The response must contain each line of the material that holds "bool".

Records shown START

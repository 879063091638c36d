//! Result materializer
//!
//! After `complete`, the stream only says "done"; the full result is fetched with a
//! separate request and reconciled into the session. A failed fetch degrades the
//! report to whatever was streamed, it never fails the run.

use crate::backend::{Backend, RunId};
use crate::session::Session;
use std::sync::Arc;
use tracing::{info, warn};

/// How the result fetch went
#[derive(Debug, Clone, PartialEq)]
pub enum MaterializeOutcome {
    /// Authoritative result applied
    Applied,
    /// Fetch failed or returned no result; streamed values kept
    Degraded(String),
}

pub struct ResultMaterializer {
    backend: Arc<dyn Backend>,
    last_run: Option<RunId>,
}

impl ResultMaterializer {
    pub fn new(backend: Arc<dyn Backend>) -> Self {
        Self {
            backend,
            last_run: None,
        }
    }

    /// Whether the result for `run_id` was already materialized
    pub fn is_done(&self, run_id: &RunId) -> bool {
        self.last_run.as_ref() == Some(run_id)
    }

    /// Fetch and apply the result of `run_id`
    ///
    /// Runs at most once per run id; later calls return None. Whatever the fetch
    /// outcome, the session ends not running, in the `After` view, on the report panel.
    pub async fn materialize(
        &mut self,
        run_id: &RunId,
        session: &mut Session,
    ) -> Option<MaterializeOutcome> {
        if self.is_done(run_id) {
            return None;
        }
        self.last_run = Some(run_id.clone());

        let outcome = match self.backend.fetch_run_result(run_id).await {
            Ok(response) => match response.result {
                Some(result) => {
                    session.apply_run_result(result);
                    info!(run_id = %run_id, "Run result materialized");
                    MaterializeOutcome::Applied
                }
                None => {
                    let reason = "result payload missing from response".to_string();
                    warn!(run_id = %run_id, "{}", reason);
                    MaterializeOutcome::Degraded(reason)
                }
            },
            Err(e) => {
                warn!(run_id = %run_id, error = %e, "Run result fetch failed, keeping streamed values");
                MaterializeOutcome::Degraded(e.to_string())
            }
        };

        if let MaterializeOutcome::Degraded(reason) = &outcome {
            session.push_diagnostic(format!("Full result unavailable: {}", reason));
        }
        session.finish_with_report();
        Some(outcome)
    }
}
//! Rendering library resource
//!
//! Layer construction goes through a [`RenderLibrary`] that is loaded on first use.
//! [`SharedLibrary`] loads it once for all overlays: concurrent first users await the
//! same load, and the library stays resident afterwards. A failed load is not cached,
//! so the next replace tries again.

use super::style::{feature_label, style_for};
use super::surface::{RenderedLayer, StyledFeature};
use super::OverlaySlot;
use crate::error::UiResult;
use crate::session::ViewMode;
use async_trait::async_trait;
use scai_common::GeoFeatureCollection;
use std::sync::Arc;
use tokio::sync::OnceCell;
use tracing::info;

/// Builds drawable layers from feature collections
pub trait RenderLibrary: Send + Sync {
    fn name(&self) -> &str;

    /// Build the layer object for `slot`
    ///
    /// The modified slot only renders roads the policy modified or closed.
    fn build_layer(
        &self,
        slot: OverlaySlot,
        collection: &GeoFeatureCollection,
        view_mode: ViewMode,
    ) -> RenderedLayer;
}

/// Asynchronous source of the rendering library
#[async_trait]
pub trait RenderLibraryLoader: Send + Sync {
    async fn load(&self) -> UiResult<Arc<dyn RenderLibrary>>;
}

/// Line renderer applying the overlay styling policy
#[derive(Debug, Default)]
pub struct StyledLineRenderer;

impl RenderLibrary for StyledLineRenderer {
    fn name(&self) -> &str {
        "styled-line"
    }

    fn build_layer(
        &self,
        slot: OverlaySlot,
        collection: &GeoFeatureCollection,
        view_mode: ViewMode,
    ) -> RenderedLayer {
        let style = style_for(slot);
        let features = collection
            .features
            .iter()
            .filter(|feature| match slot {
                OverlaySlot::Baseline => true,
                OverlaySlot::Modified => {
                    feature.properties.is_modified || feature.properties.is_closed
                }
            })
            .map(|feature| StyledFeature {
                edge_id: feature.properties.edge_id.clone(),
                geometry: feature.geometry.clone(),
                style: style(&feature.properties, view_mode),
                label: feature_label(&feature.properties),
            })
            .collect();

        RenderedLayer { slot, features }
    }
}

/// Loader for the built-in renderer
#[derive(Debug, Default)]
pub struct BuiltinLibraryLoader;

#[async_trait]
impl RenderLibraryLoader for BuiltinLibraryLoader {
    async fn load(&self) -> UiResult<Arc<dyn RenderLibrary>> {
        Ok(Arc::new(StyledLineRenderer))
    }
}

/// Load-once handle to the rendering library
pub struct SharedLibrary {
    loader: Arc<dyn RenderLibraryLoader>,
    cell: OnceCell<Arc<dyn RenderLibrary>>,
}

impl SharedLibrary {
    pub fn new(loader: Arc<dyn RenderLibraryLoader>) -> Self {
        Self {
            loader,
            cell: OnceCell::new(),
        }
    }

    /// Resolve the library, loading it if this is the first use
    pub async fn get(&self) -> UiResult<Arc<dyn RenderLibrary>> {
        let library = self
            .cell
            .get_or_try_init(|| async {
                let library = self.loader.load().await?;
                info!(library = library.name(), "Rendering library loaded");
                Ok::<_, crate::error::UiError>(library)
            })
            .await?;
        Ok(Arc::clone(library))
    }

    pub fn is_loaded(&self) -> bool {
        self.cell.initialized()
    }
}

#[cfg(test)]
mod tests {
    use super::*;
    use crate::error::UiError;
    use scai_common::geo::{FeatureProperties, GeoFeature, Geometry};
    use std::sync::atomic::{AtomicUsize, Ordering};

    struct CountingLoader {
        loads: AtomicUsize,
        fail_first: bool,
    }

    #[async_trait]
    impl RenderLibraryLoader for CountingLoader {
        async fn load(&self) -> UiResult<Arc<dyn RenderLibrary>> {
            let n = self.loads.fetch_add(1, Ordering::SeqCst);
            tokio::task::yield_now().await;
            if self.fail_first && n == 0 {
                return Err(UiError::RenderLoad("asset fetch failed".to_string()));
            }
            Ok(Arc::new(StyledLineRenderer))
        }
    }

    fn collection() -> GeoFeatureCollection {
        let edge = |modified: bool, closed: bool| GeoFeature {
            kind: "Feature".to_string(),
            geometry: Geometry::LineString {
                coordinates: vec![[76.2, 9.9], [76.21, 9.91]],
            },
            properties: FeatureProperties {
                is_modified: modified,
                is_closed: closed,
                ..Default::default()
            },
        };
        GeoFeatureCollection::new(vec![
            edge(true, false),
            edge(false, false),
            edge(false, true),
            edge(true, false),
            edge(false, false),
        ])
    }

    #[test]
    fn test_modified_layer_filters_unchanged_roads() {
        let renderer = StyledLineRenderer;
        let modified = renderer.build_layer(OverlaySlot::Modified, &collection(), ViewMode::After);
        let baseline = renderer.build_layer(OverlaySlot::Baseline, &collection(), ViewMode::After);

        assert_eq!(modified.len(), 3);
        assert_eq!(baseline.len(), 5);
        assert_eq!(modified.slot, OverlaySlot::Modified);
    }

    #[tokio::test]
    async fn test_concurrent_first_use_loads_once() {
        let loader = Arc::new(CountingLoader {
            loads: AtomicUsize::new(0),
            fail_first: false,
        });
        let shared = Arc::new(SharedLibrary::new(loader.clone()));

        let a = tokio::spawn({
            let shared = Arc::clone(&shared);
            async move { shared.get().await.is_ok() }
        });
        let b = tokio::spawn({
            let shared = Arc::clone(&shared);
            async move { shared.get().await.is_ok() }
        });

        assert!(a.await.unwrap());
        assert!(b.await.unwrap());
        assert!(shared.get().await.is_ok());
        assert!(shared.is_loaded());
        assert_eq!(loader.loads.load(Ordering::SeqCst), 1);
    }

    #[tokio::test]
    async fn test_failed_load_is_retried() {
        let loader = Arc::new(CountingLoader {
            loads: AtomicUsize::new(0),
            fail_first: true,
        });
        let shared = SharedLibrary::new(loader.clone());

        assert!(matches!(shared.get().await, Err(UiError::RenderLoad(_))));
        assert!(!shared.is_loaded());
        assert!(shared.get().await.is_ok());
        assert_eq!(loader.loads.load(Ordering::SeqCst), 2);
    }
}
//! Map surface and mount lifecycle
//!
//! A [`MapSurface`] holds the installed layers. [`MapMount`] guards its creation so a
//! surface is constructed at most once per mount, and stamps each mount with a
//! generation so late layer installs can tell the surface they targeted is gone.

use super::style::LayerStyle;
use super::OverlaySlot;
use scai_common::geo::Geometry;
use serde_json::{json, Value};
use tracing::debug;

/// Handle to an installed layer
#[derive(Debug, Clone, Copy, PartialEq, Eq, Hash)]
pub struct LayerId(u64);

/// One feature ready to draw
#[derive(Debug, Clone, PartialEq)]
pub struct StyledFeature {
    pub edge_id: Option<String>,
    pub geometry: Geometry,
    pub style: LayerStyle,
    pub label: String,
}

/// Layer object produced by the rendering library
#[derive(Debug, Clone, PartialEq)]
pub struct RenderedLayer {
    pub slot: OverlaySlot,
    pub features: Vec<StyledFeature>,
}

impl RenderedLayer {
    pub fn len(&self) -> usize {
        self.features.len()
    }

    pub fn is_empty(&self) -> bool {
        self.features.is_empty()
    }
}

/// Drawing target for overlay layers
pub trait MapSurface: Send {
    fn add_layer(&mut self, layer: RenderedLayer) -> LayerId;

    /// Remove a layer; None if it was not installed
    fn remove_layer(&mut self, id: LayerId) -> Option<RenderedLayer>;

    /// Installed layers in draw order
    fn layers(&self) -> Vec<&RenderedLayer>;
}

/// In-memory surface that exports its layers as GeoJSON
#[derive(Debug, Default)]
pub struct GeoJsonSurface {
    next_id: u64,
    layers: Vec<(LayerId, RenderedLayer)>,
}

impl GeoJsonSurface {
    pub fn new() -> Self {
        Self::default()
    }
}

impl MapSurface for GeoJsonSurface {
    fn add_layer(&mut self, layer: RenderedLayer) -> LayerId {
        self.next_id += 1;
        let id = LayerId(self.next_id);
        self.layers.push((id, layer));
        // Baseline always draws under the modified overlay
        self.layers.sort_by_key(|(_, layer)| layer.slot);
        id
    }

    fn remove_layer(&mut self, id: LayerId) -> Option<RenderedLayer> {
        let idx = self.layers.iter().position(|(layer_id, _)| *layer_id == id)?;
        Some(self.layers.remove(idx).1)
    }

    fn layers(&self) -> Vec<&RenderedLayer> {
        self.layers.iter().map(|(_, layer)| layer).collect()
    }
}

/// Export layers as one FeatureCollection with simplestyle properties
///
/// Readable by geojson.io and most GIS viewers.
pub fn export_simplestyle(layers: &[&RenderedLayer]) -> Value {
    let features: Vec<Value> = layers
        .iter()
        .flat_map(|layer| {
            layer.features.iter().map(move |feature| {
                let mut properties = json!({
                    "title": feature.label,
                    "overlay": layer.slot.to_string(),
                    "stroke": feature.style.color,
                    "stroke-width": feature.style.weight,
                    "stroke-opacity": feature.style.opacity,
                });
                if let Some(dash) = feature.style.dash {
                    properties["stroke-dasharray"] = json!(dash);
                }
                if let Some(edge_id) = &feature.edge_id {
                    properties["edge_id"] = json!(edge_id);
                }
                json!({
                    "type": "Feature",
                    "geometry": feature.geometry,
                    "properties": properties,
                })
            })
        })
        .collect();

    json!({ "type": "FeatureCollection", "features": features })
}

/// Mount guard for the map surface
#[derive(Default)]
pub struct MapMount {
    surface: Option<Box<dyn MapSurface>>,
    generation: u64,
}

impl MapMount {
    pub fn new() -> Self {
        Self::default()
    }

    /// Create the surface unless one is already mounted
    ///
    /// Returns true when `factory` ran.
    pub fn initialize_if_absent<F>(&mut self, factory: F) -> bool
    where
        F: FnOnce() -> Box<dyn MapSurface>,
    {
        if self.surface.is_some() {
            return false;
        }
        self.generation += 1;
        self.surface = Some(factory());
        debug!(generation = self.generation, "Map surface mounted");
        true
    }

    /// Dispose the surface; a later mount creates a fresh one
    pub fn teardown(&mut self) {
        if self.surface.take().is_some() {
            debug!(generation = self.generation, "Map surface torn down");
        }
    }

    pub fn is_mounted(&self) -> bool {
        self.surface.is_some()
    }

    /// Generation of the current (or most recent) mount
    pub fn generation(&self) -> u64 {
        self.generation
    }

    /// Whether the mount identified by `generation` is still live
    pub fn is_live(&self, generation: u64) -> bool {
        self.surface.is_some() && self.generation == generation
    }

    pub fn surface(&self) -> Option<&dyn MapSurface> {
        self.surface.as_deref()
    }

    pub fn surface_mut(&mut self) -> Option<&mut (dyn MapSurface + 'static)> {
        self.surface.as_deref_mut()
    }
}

Records shown END

Result for this exercise -
    pub fn is_done(&self, run_id: &RunId) -> bool {
    pub fn is_loaded(&self) -> bool {
        fail_first: bool,
        let edge = |modified: bool, closed: bool| GeoFeature {
    pub fn is_empty(&self) -> bool {
    pub fn initialize_if_absent<F>(&mut self, factory: F) -> bool
    pub fn is_mounted(&self) -> bool {
    pub fn is_live(&self, generation: u64) -> bool {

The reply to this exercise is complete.